---- Provided records

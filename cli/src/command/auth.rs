use crate::api::ApiClient;
use crate::auth::Auth;
use crate::command::common_flags::CommonFlags;
use crate::render::print_json;
use eyre::Context;
use rollout_core::error::{ApiError, CommandError};

const MIN_TOKEN_LEN: usize = 3;

#[derive(clap::Args, Debug)]
pub struct AuthArgs {
    #[command(subcommand)]
    action: AuthAction,
}

#[derive(clap::Subcommand, Debug)]
pub enum AuthAction {
    /// Store an API token for later commands
    Login {
        /// API token
        token: String,
    },
    /// Remove the stored API token
    Logout,
    /// Show who the current token belongs to
    Status,
}

impl AuthArgs {
    pub async fn execute(&self, flags: &CommonFlags) -> eyre::Result<()> {
        let auth = Auth::default();
        match &self.action {
            AuthAction::Login { token } => {
                let token = validate_token(token)?;
                auth.store_token(token).wrap_err("failed to store token")?;
                println!("token stored");
            }
            AuthAction::Logout => {
                auth.clear_token().wrap_err("failed to remove stored token")?;
                println!("logged out");
            }
            AuthAction::Status => {
                let Some(token) = flags.token(&auth) else {
                    println!("you are logged out");
                    return Ok(());
                };
                let client = ApiClient::new(&flags.endpoint, &token)?;
                let user = client
                    .current_user()
                    .await
                    .map_err(|e| user_fetch_error(&e))?;
                if flags.output.is_machine_readable() {
                    return print_json(&user);
                }
                let name = user.display_name.as_deref().unwrap_or(&user.name);
                println!("logged in as {name}");
            }
        }
        Ok(())
    }
}

/// Trims the token and rejects ones too short to be real.
pub fn validate_token(token: &str) -> Result<&str, CommandError> {
    let token = token.trim();
    if token.len() < MIN_TOKEN_LEN {
        return Err(CommandError::invalid_parameter("invalid token (too short)"));
    }
    Ok(token)
}

/// A 401 means the token was rejected, anything else is a generic failure.
pub fn user_fetch_error(e: &ApiError) -> CommandError {
    log::debug!("{e:#?}");
    match e.status() {
        Some(401) => CommandError::not_logged_in(
            "token is invalid or expired. \
             Run `rollout auth login <token>` to re-authenticate.",
        ),
        _ => CommandError::exception("failed to validate token"),
    }
}
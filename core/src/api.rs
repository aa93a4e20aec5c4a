use crate::app::AppRef;
use crate::deployment::{Deployment, ReleaseMetric};
use crate::error::ApiError;
use async_trait::async_trait;

/// Remote deployment-management service.
#[async_trait]
pub trait DeploymentApi: Send + Sync {
    async fn list_deployments(&self, app: &AppRef) -> Result<Vec<Deployment>, ApiError>;

    /// Install metrics of every release of the named deployment.
    async fn release_metrics(
        &self,
        app: &AppRef,
        deployment_name: &str,
    ) -> Result<Vec<ReleaseMetric>, ApiError>;
}
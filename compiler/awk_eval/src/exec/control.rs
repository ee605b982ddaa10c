//! Loops.
//!
//! Loop bodies are `Iteration` lists: an absorbed `break` ends the loop, an
//! absorbed `continue` moves on to the next pass, and any flag still set
//! afterwards (`next`, `return`, `exit`) ends the loop with the flag intact.

use awk_ir::{ActionList, Expr, Name};
use awk_value::{Flag, Value};

use crate::{Interpreter, Place};

impl<'p> Interpreter<'p> {
    /// One pass of a loop body; false when the loop has to end.
    fn run_pass(&mut self, body: &'p ActionList) -> bool {
        let absorbed = self.exec_list(body);
        absorbed != Flag::Break && !self.flag.is_set()
    }

    fn loop_condition(&mut self, cond: &'p Expr) -> bool {
        self.eval(cond).to_bool() && !self.flag.is_set()
    }

    pub(crate) fn exec_while(&mut self, cond: &'p Expr, body: &'p ActionList) {
        while self.loop_condition(cond) {
            if !self.run_pass(body) {
                return;
            }
        }
    }

    pub(crate) fn exec_do_while(&mut self, body: &'p ActionList, cond: &'p Expr) {
        while self.run_pass(body) {
            if !self.loop_condition(cond) {
                return;
            }
        }
    }

    pub(crate) fn exec_for(
        &mut self,
        init: Option<&'p Expr>,
        cond: Option<&'p Expr>,
        step: Option<&'p Expr>,
        body: &'p ActionList,
    ) {
        if let Some(init) = init {
            self.eval_operand(init);
        }
        loop {
            if let Some(cond) = cond {
                if !self.loop_condition(cond) {
                    return;
                }
            }
            if !self.run_pass(body) {
                return;
            }
            if let Some(step) = step {
                self.eval_operand(step);
            }
        }
    }

    /// Iterate a snapshot of `array`'s keys, in key order.
    pub(crate) fn exec_for_in(&mut self, var: &'p Name, array: &'p Name, body: &'p ActionList) {
        let keys = self
            .env
            .lookup(array)
            .map(crate::Variable::element_keys)
            .unwrap_or_default();
        tracing::trace!(%array, keys = keys.len(), "for-in");
        let place = Place::Scalar(var.clone());
        for key in keys {
            self.assign(&place, Value::from(key));
            if !self.run_pass(body) {
                return;
            }
        }
    }
}
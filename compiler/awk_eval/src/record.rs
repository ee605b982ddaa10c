//! The current input record and its fields.
//!
//! Fields are split eagerly whenever `$0` changes. Assigning a field or
//! `NF` rebuilds `$0` by joining the fields with `OFS`.

use regex::Regex;

/// Highest field number a `$n` or `NF` assignment may create.
pub const MAX_FIELDS: usize = 1 << 20;

/// How `FS` (or the separator given to `split`) divides text.
#[derive(Clone, Copy, Debug)]
pub enum FieldSeparator<'a> {
    /// `" "`: runs of blanks and newlines; leading and trailing ones ignored.
    Whitespace,
    /// `""`: every character is a field.
    Chars,
    /// Any other single character, taken literally.
    Char(char),
    Regex(&'a Regex),
}

impl FieldSeparator<'_> {
    /// Split `text`. Empty fields are dropped.
    pub fn split(self, text: &str) -> Vec<String> {
        let non_empty = |field: &&str| !field.is_empty();
        match self {
            FieldSeparator::Whitespace => text
                .split([' ', '\t', '\n'])
                .filter(non_empty)
                .map(str::to_string)
                .collect(),
            FieldSeparator::Chars => text.chars().map(String::from).collect(),
            FieldSeparator::Char(sep) => text
                .split(sep)
                .filter(non_empty)
                .map(str::to_string)
                .collect(),
            FieldSeparator::Regex(regex) => regex
                .split(text)
                .filter(non_empty)
                .map(str::to_string)
                .collect(),
        }
    }
}

/// Classification of a separator string that needs no regex.
pub fn simple_separator(fs: &str) -> Option<FieldSeparator<'static>> {
    let mut chars = fs.chars();
    match (chars.next(), chars.next()) {
        (None, _) => Some(FieldSeparator::Chars),
        (Some(' '), None) => Some(FieldSeparator::Whitespace),
        (Some(c), None) if c != '\\' => Some(FieldSeparator::Char(c)),
        _ => None,
    }
}

#[derive(Clone, Debug, Default, PartialEq, Eq)]
pub struct Record {
    text: String,
    /// `$1..$NF`
    fields: Vec<String>,
}

impl Record {
    pub fn new() -> Self {
        Self::default()
    }

    pub fn text(&self) -> &str {
        &self.text
    }

    /// `$index`; `""` past the last field.
    pub fn field(&self, index: usize) -> &str {
        match index {
            0 => &self.text,
            n => self.fields.get(n - 1).map_or("", String::as_str),
        }
    }

    pub fn field_count(&self) -> usize {
        self.fields.len()
    }

    /// Install a new `$0` already split into `fields`.
    pub fn replace(&mut self, text: String, fields: Vec<String>) {
        self.text = text;
        self.fields = fields;
    }

    /// Assign `$index` for `index >= 1`, padding with empty fields.
    pub fn set_field(&mut self, index: usize, value: String, ofs: &str) {
        debug_assert!(index >= 1, "$0 is replaced, not set");
        if index > self.fields.len() {
            self.fields.resize(index, String::new());
        }
        self.fields[index - 1] = value;
        self.rebuild(ofs);
    }

    /// Assignment to `NF`: truncate or pad, then rebuild.
    pub fn set_field_count(&mut self, count: usize, ofs: &str) {
        self.fields.resize(count, String::new());
        self.rebuild(ofs);
    }

    fn rebuild(&mut self, ofs: &str) {
        self.text = self.fields.join(ofs);
    }
}

#[cfg(test)]
#[expect(clippy::unwrap_used, reason = "Tests use unwrap for brevity")]
mod tests {
    use pretty_assertions::assert_eq;

    use super::*;

    fn split(fs: &str, text: &str) -> Vec<String> {
        match simple_separator(fs) {
            Some(sep) => sep.split(text),
            None => FieldSeparator::Regex(&Regex::new(fs).unwrap()).split(text),
        }
    }

    #[test]
    fn default_separator_is_blank_runs() {
        assert_eq!(split(" ", "  a \t b\nc  "), vec!["a", "b", "c"]);
        assert!(split(" ", "   ").is_empty());
    }

    #[test]
    fn single_character_is_literal() {
        assert_eq!(split(":", "a:b:c"), vec!["a", "b", "c"]);
        assert_eq!(split(".", "1.2"), vec!["1", "2"]);
        assert_eq!(split("\t", "x\ty"), vec!["x", "y"]);
    }

    #[test]
    fn empty_fields_are_dropped() {
        assert_eq!(split(",", "a,,b,"), vec!["a", "b"]);
        assert_eq!(split("[,;]+", "a,;b"), vec!["a", "b"]);
    }

    #[test]
    fn empty_separator_splits_characters() {
        assert_eq!(split("", "abc"), vec!["a", "b", "c"]);
    }

    #[test]
    fn field_assignment_rebuilds_record() {
        let mut record = Record::new();
        record.replace("a b c".to_string(), split(" ", "a b c"));
        assert_eq!(record.field(2), "b");
        assert_eq!(record.field(7), "");

        record.set_field(2, "X".to_string(), "-");
        assert_eq!(record.text(), "a-X-c");

        record.set_field(5, "e".to_string(), " ");
        assert_eq!(record.text(), "a X c  e");
        assert_eq!(record.field_count(), 5);
    }

    #[test]
    fn field_count_truncates_and_pads() {
        let mut record = Record::new();
        record.replace("a b c".to_string(), split(" ", "a b c"));
        record.set_field_count(2, ",");
        assert_eq!(record.text(), "a,b");
        record.set_field_count(4, ",");
        assert_eq!(record.text(), "a,b,,");
    }
}
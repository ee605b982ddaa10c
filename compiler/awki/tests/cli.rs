// Test code uses unwrap/expect for clarity - panics provide good test failure messages
#![allow(clippy::unwrap_used, clippy::expect_used)]

//! End-to-end tests running the `awki` binary.

use std::io::Write;
use std::process::{Command, Output, Stdio};

use pretty_assertions::assert_eq;

fn awki(args: &[&str], stdin: &str) -> Output {
    let mut child = Command::new(env!("CARGO_BIN_EXE_awki"))
        .args(args)
        .env_remove("RUST_LOG")
        .stdin(Stdio::piped())
        .stdout(Stdio::piped())
        .stderr(Stdio::piped())
        .spawn()
        .expect("failed to start awki");
    child
        .stdin
        .take()
        .unwrap()
        .write_all(stdin.as_bytes())
        .unwrap();
    child.wait_with_output().unwrap()
}

fn stdout(output: &Output) -> String {
    String::from_utf8_lossy(&output.stdout).into_owned()
}

fn stderr(output: &Output) -> String {
    String::from_utf8_lossy(&output.stderr).into_owned()
}

#[test]
fn runs_program_over_stdin() {
    let out = awki(&["{ s += $2 } END { print s, NR }"], "a 1\nb 2\nc 3\n");
    assert_eq!(stdout(&out), "6 3\n");
    assert_eq!(out.status.code(), Some(0));
}

#[test]
fn field_separator_and_assignments() {
    let out = awki(
        &["-F:", "-v", "greeting=hi", "{ print greeting, $2 }"],
        "x:y:z\n",
    );
    assert_eq!(stdout(&out), "hi y\n");
}

#[test]
fn program_file_and_operands() {
    let dir = tempfile::tempdir().unwrap();
    let program = dir.path().join("count.awk");
    let input = dir.path().join("input.txt");
    std::fs::write(&program, "END { print NR, n }").unwrap();
    std::fs::write(&input, "1\n2\n").unwrap();

    let out = awki(
        &[
            "-f",
            program.to_str().unwrap(),
            "n=7",
            input.to_str().unwrap(),
        ],
        "",
    );
    assert_eq!(stdout(&out), "2 7\n");
}

#[test]
fn exit_status_is_propagated() {
    let out = awki(&["BEGIN { exit 3 }"], "");
    assert_eq!(out.status.code(), Some(3));
}

#[test]
fn syntax_error_is_rendered_and_exits_two() {
    let out = awki(&["BEGIN { print 1 +* 2 }"], "");
    assert_eq!(out.status.code(), Some(2));
    assert_eq!(stdout(&out), "");
    assert!(stderr(&out).contains("<program>"), "{}", stderr(&out));
}

#[test]
fn usage_error_exits_two() {
    let out = awki(&[], "");
    assert_eq!(out.status.code(), Some(2));
    assert!(stderr(&out).contains("usage: awki"));
}

#[test]
fn runtime_errors_go_to_stderr() {
    let out = awki(&["BEGIN { nope(); print \"after\" }"], "");
    assert_eq!(stdout(&out), "after\n");
    assert!(stderr(&out).contains("nope"), "{}", stderr(&out));
}

#[test]
fn debug_dumps_the_program() {
    let out = awki(&["--debug", "BEGIN { print 1 }"], "");
    assert_eq!(stdout(&out), "1\n");
    assert!(stderr(&out).contains("BEGIN"), "{}", stderr(&out));
}

#[test]
fn assignment_values_process_escapes() {
    let out = awki(&["-v", "x=a\\tb", "BEGIN { print x }"], "");
    assert_eq!(stdout(&out), "a\tb\n");
}
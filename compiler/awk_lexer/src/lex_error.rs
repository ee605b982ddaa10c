//! Lexer error types.

use std::fmt;

use awk_ir::Span;

#[derive(Clone, Debug, Eq, PartialEq)]
pub struct LexError {
    pub kind: LexErrorKind,
    pub span: Span,
}

#[derive(Clone, Debug, Eq, PartialEq)]
pub enum LexErrorKind {
    /// Missing closing `"`.
    UnterminatedString,
    /// Missing closing `/` before end of line.
    UnterminatedRegex,
    /// Number literal that does not parse.
    InvalidNumber,
    /// A character no token starts with.
    UnexpectedCharacter(char),
}

impl LexError {
    #[cold]
    pub fn new(kind: LexErrorKind, span: Span) -> Self {
        LexError { kind, span }
    }
}

impl fmt::Display for LexErrorKind {
    fn fmt(&self, f: &mut fmt::Formatter<'_>) -> fmt::Result {
        match self {
            LexErrorKind::UnterminatedString => f.write_str("unterminated string"),
            LexErrorKind::UnterminatedRegex => f.write_str("unterminated regular expression"),
            LexErrorKind::InvalidNumber => f.write_str("invalid number"),
            LexErrorKind::UnexpectedCharacter(c) => write!(f, "unexpected character '{c}'"),
        }
    }
}

impl fmt::Display for LexError {
    fn fmt(&self, f: &mut fmt::Formatter<'_>) -> fmt::Result {
        write!(f, "{}", self.kind)
    }
}

impl std::error::Error for LexError {}
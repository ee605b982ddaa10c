//! Escape processing for string and regex literals.

/// Decode the body of a string literal (quotes already stripped). Also
/// applied to command-line `var=value` assignments.
///
/// Unknown escapes keep the escaped character; `\` before a newline
/// joins the lines.
pub fn unescape_string(body: &str) -> String {
    let mut out = String::with_capacity(body.len());
    let mut chars = body.chars().peekable();
    while let Some(c) = chars.next() {
        if c != '\\' {
            out.push(c);
            continue;
        }
        let Some(escaped) = chars.next() else {
            out.push('\\');
            break;
        };
        match escaped {
            'n' => out.push('\n'),
            't' => out.push('\t'),
            'r' => out.push('\r'),
            'a' => out.push('\u{7}'),
            'b' => out.push('\u{8}'),
            'f' => out.push('\u{c}'),
            'v' => out.push('\u{b}'),
            '\n' => {}
            '0'..='7' => {
                let mut code = escaped.to_digit(8).unwrap_or(0);
                for _ in 0..2 {
                    match chars.peek().and_then(|d| d.to_digit(8)) {
                        Some(digit) => {
                            code = code * 8 + digit;
                            chars.next();
                        }
                        None => break,
                    }
                }
                out.push(char::from_u32(code).unwrap_or('\u{fffd}'));
            }
            other => out.push(other),
        }
    }
    out
}

/// Scan a regex literal body from just after its opening `/`.
///
/// Returns the pattern text and the number of bytes consumed including
/// the closing `/`, or `None` if the line ends first. A `/` inside a
/// bracket expression does not close the literal.
pub(crate) fn scan_regex(rest: &str) -> Option<(String, usize)> {
    let mut pattern = String::new();
    let mut in_bracket = false;
    let mut chars = rest.char_indices().peekable();
    while let Some((offset, c)) = chars.next() {
        match c {
            '\n' => return None,
            '\\' => match chars.next() {
                Some((_, '/')) => pattern.push('/'),
                Some((_, '\n')) | None => return None,
                Some((_, escaped)) => {
                    pattern.push('\\');
                    pattern.push(escaped);
                }
            },
            '/' if !in_bracket => return Some((pattern, offset + 1)),
            '[' if !in_bracket => {
                in_bracket = true;
                pattern.push('[');
                if let Some(&(_, '^')) = chars.peek() {
                    pattern.push('^');
                    chars.next();
                }
                if let Some(&(_, ']')) = chars.peek() {
                    pattern.push(']');
                    chars.next();
                }
            }
            ']' if in_bracket => {
                in_bracket = false;
                pattern.push(']');
            }
            other => pattern.push(other),
        }
    }
    None
}

#[cfg(test)]
mod tests {
    use super::*;
    use pretty_assertions::assert_eq;

    #[test]
    fn string_escapes() {
        assert_eq!(unescape_string(r"a\tb\n"), "a\tb\n");
        assert_eq!(unescape_string(r#"say \"hi\""#), "say \"hi\"");
        assert_eq!(unescape_string(r"\101\60"), "A0");
        assert_eq!(unescape_string(r"\/\q"), "/q");
        assert_eq!(unescape_string("a\\\nb"), "ab");
    }

    #[test]
    fn regex_scanning() {
        assert_eq!(scan_regex("ab+/ rest"), Some(("ab+".to_string(), 4)));
        assert_eq!(scan_regex(r"a\/b/"), Some(("a/b".to_string(), 5)));
        assert_eq!(scan_regex("[/]x/"), Some(("[/]x".to_string(), 5)));
        assert_eq!(scan_regex("[]/]/"), Some(("[]/]".to_string(), 5)));
        assert_eq!(scan_regex(r"\./"), Some((r"\.".to_string(), 3)));
        assert_eq!(scan_regex("abc\n/"), None);
        assert_eq!(scan_regex("abc"), None);
    }
}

--------

Problem description>
Which lines of the records contain "Whitespace"? Show each of them.

Output below>
    Whitespace,
            FieldSeparator::Whitespace => text
        (Some(' '), None) => Some(FieldSeparator::Whitespace),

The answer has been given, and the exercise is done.